## AIM OF THE EXERCISE
From the entries that follow, report every line in which "Option" occurs.
[[ DATASET EXTRACT, beginning ]]
//! Qdrant REST [`VectorStore`] implementation.
//!
//! | Operation | Request |
//! |-----------|---------|
//! | list | `GET /collections` |
//! | create | `PUT /collections/{name}` then `PUT /collections/{name}/index` per payload index |
//! | ensure indexes | `PUT /collections/{name}/index` per payload index, once per process |
//! | insert | `PUT /collections/{name}/points?wait=true` |
//! | scroll | `POST /collections/{name}/points/scroll` |
//! | search | `POST /collections/{name}/points/search` |
//!
//! Collections use named vectors (`text`, `image`, `profile`). Lexical filters
//! become `match.text` conditions, one per term, under `must` (all) or
//! `should` (any).

use async_trait::async_trait;
use reqwest::header::{HeaderMap, HeaderName, HeaderValue, CONTENT_TYPE};
use reqwest::{Client, StatusCode};
use serde::de::DeserializeOwned;
use serde::Serialize;
use serde_json::{json, Value};
use std::collections::HashSet;
use std::sync::Mutex;
use std::time::Duration;

use sentinelle_core::models::{KnowledgeEntry, Record, ReputationEvent, Scored, ToxicImage};
use sentinelle_core::schema::{CollectionSpec, PayloadIndex};
use sentinelle_core::store::{
    KnowledgeQuery, LexicalFilter, LexicalMode, VectorStore, LEXICAL_MATCH_SCORE,
};
use sentinelle_core::StoreError;

pub struct QdrantStore {
    http: Client,
    base_url: String,
    headers: HeaderMap,
    timeout: Duration,
    /// Collections whose payload indexes this process has confirmed.
    indexed: Mutex<HashSet<String>>,
}

impl QdrantStore {
    pub fn new(url: &str, api_key: Option<&str>, timeout: Duration) -> Result<Self, StoreError> {
        let mut headers = HeaderMap::new();
        headers.insert(CONTENT_TYPE, HeaderValue::from_static("application/json"));
        if let Some(key) = api_key.filter(|k| !k.is_empty()) {
            let value = HeaderValue::from_str(key)
                .map_err(|e| StoreError::Unavailable(format!("invalid Qdrant API key: {}", e)))?;
            headers.insert(HeaderName::from_static("api-key"), value);
        }
        let http = Client::builder()
            .timeout(timeout)
            .build()
            .map_err(|e| StoreError::Unavailable(e.to_string()))?;
        Ok(Self {
            http,
            base_url: url.trim_end_matches('/').to_string(),
            headers,
            timeout,
            indexed: Mutex::new(HashSet::new()),
        })
    }

    fn url(&self, path: &str) -> String {
        format!("{}{}", self.base_url, path)
    }

    fn map_transport(&self, e: reqwest::Error) -> StoreError {
        if e.is_timeout() {
            StoreError::Timeout(self.timeout)
        } else {
            StoreError::Unavailable(e.to_string())
        }
    }

    /// Send a request and return the body of a successful response.
    async fn send(&self, req: reqwest::RequestBuilder) -> Result<(StatusCode, String), StoreError> {
        let response = req
            .headers(self.headers.clone())
            .send()
            .await
            .map_err(|e| self.map_transport(e))?;
        let status = response.status();
        let body = response.text().await.map_err(|e| self.map_transport(e))?;
        Ok((status, body))
    }

    async fn call(&self, req: reqwest::RequestBuilder) -> Result<Value, StoreError> {
        let (status, body) = self.send(req).await?;
        if !status.is_success() {
            return Err(StoreError::Rejected {
                status: status.as_u16(),
                body,
            });
        }
        serde_json::from_str(&body).map_err(|e| StoreError::Malformed(e.to_string()))
    }

    /// Index PUTs are idempotent on the server side.
    async fn put_indexes(&self, spec: &CollectionSpec) -> Result<(), StoreError> {
        for index in &spec.indexes {
            let req = self
                .http
                .put(self.url(&format!("/collections/{}/index", spec.name)))
                .query(&[("wait", "true")])
                .json(&index_body(index));
            self.call(req).await?;
            tracing::debug!(collection = %spec.name, field = index.field(), "payload index ensured");
        }
        if let Ok(mut indexed) = self.indexed.lock() {
            indexed.insert(spec.name.clone());
        }
        Ok(())
    }

    fn is_indexed(&self, name: &str) -> bool {
        self.indexed
            .lock()
            .map(|indexed| indexed.contains(name))
            .unwrap_or(false)
    }

    async fn upsert<P: Serialize>(
        &self,
        spec: &CollectionSpec,
        record: &Record<P>,
    ) -> Result<(), StoreError> {
        let body = json!({ "points": [point_json(spec, record)] });
        let req = self
            .http
            .put(self.url(&format!("/collections/{}/points", spec.name)))
            .query(&[("wait", "true")])
            .json(&body);
        self.call(req).await?;
        Ok(())
    }

    async fn scroll<P: DeserializeOwned>(
        &self,
        spec: &CollectionSpec,
        filter: Value,
        limit: usize,
    ) -> Result<Vec<P>, StoreError> {
        let body = json!({
            "filter": filter,
            "limit": limit,
            "with_payload": true,
            "with_vector": false,
        });
        let req = self
            .http
            .post(self.url(&format!("/collections/{}/points/scroll", spec.name)))
            .json(&body);
        parse_scroll(&self.call(req).await?)
    }

    async fn search<P: DeserializeOwned>(
        &self,
        spec: &CollectionSpec,
        vector: &[f32],
        filter: Option<Value>,
        limit: usize,
    ) -> Result<Vec<Scored<P>>, StoreError> {
        let mut body = json!({
            "vector": { "name": spec.vector_name, "vector": vector },
            "limit": limit,
            "with_payload": true,
        });
        if let Some(f) = filter {
            body["filter"] = f;
        }
        let req = self
            .http
            .post(self.url(&format!("/collections/{}/points/search", spec.name)))
            .json(&body);
        parse_search(&self.call(req).await?)
    }
}

/// Body of `PUT /collections/{name}`.
pub fn create_collection_body(spec: &CollectionSpec) -> Value {
    json!({
        "vectors": {
            spec.vector_name: {
                "size": spec.dims,
                "distance": spec.distance.as_str(),
            }
        }
    })
}

/// Body of `PUT /collections/{name}/index`.
pub fn index_body(index: &PayloadIndex) -> Value {
    match index {
        PayloadIndex::FullText { field } => json!({
            "field_name": field,
            "field_schema": {
                "type": "text",
                "tokenizer": "word",
                "lowercase": true,
            }
        }),
        PayloadIndex::Keyword { field } => json!({
            "field_name": field,
            "field_schema": "keyword",
        }),
    }
}

pub fn point_json<P: Serialize>(spec: &CollectionSpec, record: &Record<P>) -> Value {
    json!({
        "id": record.id.to_string(),
        "vector": { spec.vector_name: record.vector },
        "payload": record.payload,
    })
}

/// Full-text filter on `field`.
pub fn lexical_filter_json(field: &str, filter: &LexicalFilter) -> Value {
    let conditions: Vec<Value> = filter
        .terms
        .iter()
        .map(|t| json!({ "key": field, "match": { "text": t } }))
        .collect();
    match filter.mode {
        LexicalMode::All => json!({ "must": conditions }),
        LexicalMode::Any => json!({ "should": conditions }),
    }
}

pub fn user_filter_json(user_id: &str) -> Value {
    json!({ "must": [{ "key": "user_id", "match": { "value": user_id } }] })
}

/// A create that lost a race answers 409, or 400 with "already exists" on
/// older servers.
pub fn is_already_exists(status: StatusCode, body: &str) -> bool {
    status == StatusCode::CONFLICT
        || (status == StatusCode::BAD_REQUEST && body.contains("already exists"))
}

pub fn parse_collections(json: &Value) -> Result<Vec<String>, StoreError> {
    let collections = json
        .pointer("/result/collections")
        .and_then(|c| c.as_array())
        .ok_or_else(|| StoreError::Malformed("missing result.collections".into()))?;
    collections
        .iter()
        .map(|c| {
            c.get("name")
                .and_then(|n| n.as_str())
                .map(str::to_string)
                .ok_or_else(|| StoreError::Malformed("collection without name".into()))
        })
        .collect()
}

fn payload_of<P: DeserializeOwned>(item: &Value) -> Result<P, StoreError> {
    let payload = item
        .get("payload")
        .cloned()
        .ok_or_else(|| StoreError::Malformed("point without payload".into()))?;
    serde_json::from_value(payload).map_err(|e| StoreError::Malformed(e.to_string()))
}

pub fn parse_scroll<P: DeserializeOwned>(json: &Value) -> Result<Vec<P>, StoreError> {
    let points = json
        .pointer("/result/points")
        .and_then(|p| p.as_array())
        .ok_or_else(|| StoreError::Malformed("missing result.points".into()))?;
    points.iter().map(payload_of).collect()
}

pub fn parse_search<P: DeserializeOwned>(json: &Value) -> Result<Vec<Scored<P>>, StoreError> {
    let hits = json
        .get("result")
        .and_then(|r| r.as_array())
        .ok_or_else(|| StoreError::Malformed("missing result array".into()))?;
    hits.iter()
        .map(|h| {
            let score = h
                .get("score")
                .and_then(|s| s.as_f64())
                .ok_or_else(|| StoreError::Malformed("hit without score".into()))?;
            Ok(Scored {
                score: score as f32,
                payload: payload_of(h)?,
            })
        })
        .collect()
}

#[async_trait]
impl VectorStore for QdrantStore {
    fn backend_name(&self) -> &str {
        "qdrant"
    }

    async fn list_collections(&self) -> Result<Vec<String>, StoreError> {
        let json = self.call(self.http.get(self.url("/collections"))).await?;
        parse_collections(&json)
    }

    async fn create_collection(&self, spec: &CollectionSpec) -> Result<(), StoreError> {
        let req = self
            .http
            .put(self.url(&format!("/collections/{}", spec.name)))
            .json(&create_collection_body(spec));
        let (status, body) = self.send(req).await?;
        if is_already_exists(status, &body) {
            return Err(StoreError::AlreadyExists(spec.name.clone()));
        }
        if !status.is_success() {
            return Err(StoreError::Rejected {
                status: status.as_u16(),
                body,
            });
        }
        self.put_indexes(spec).await
    }

    async fn ensure_indexes(&self, spec: &CollectionSpec) -> Result<(), StoreError> {
        if self.is_indexed(&spec.name) {
            return Ok(());
        }
        self.put_indexes(spec).await
    }

    async fn insert_knowledge(
        &self,
        spec: &CollectionSpec,
        record: &Record<KnowledgeEntry>,
    ) -> Result<(), StoreError> {
        self.upsert(spec, record).await
    }

    async fn insert_toxic_image(
        &self,
        spec: &CollectionSpec,
        record: &Record<ToxicImage>,
    ) -> Result<(), StoreError> {
        self.upsert(spec, record).await
    }

    async fn insert_reputation(
        &self,
        spec: &CollectionSpec,
        record: &Record<ReputationEvent>,
    ) -> Result<(), StoreError> {
        self.upsert(spec, record).await
    }

    async fn scroll_reputation(
        &self,
        spec: &CollectionSpec,
        user_id: &str,
        limit: usize,
    ) -> Result<Vec<ReputationEvent>, StoreError> {
        self.scroll(spec, user_filter_json(user_id), limit).await
    }

    async fn search_images(
        &self,
        spec: &CollectionSpec,
        vector: &[f32],
        limit: usize,
    ) -> Result<Vec<Scored<ToxicImage>>, StoreError> {
        self.search(spec, vector, None, limit).await
    }

    async fn search_knowledge(
        &self,
        spec: &CollectionSpec,
        query: &KnowledgeQuery<'_>,
    ) -> Result<Vec<Scored<KnowledgeEntry>>, StoreError> {
        let filter = query
            .lexical
            .as_ref()
            .map(|f| lexical_filter_json("text", f));
        match (query.vector, filter) {
            (Some(v), filter) => self.search(spec, v, filter, query.limit).await,
            (None, Some(filter)) => {
                let entries: Vec<KnowledgeEntry> = self.scroll(spec, filter, query.limit).await?;
                Ok(entries
                    .into_iter()
                    .map(|payload| Scored {
                        score: LEXICAL_MATCH_SCORE,
                        payload,
                    })
                    .collect())
            }
            (None, None) => Ok(Vec::new()),
        }
    }
}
[[ DATASET EXTRACT, end ]]
## EXERCISE OUTPUT
    pub fn new(url: &str, api_key: Option<&str>, timeout: Duration) -> Result<Self, StoreError> {
        filter: Option<Value>,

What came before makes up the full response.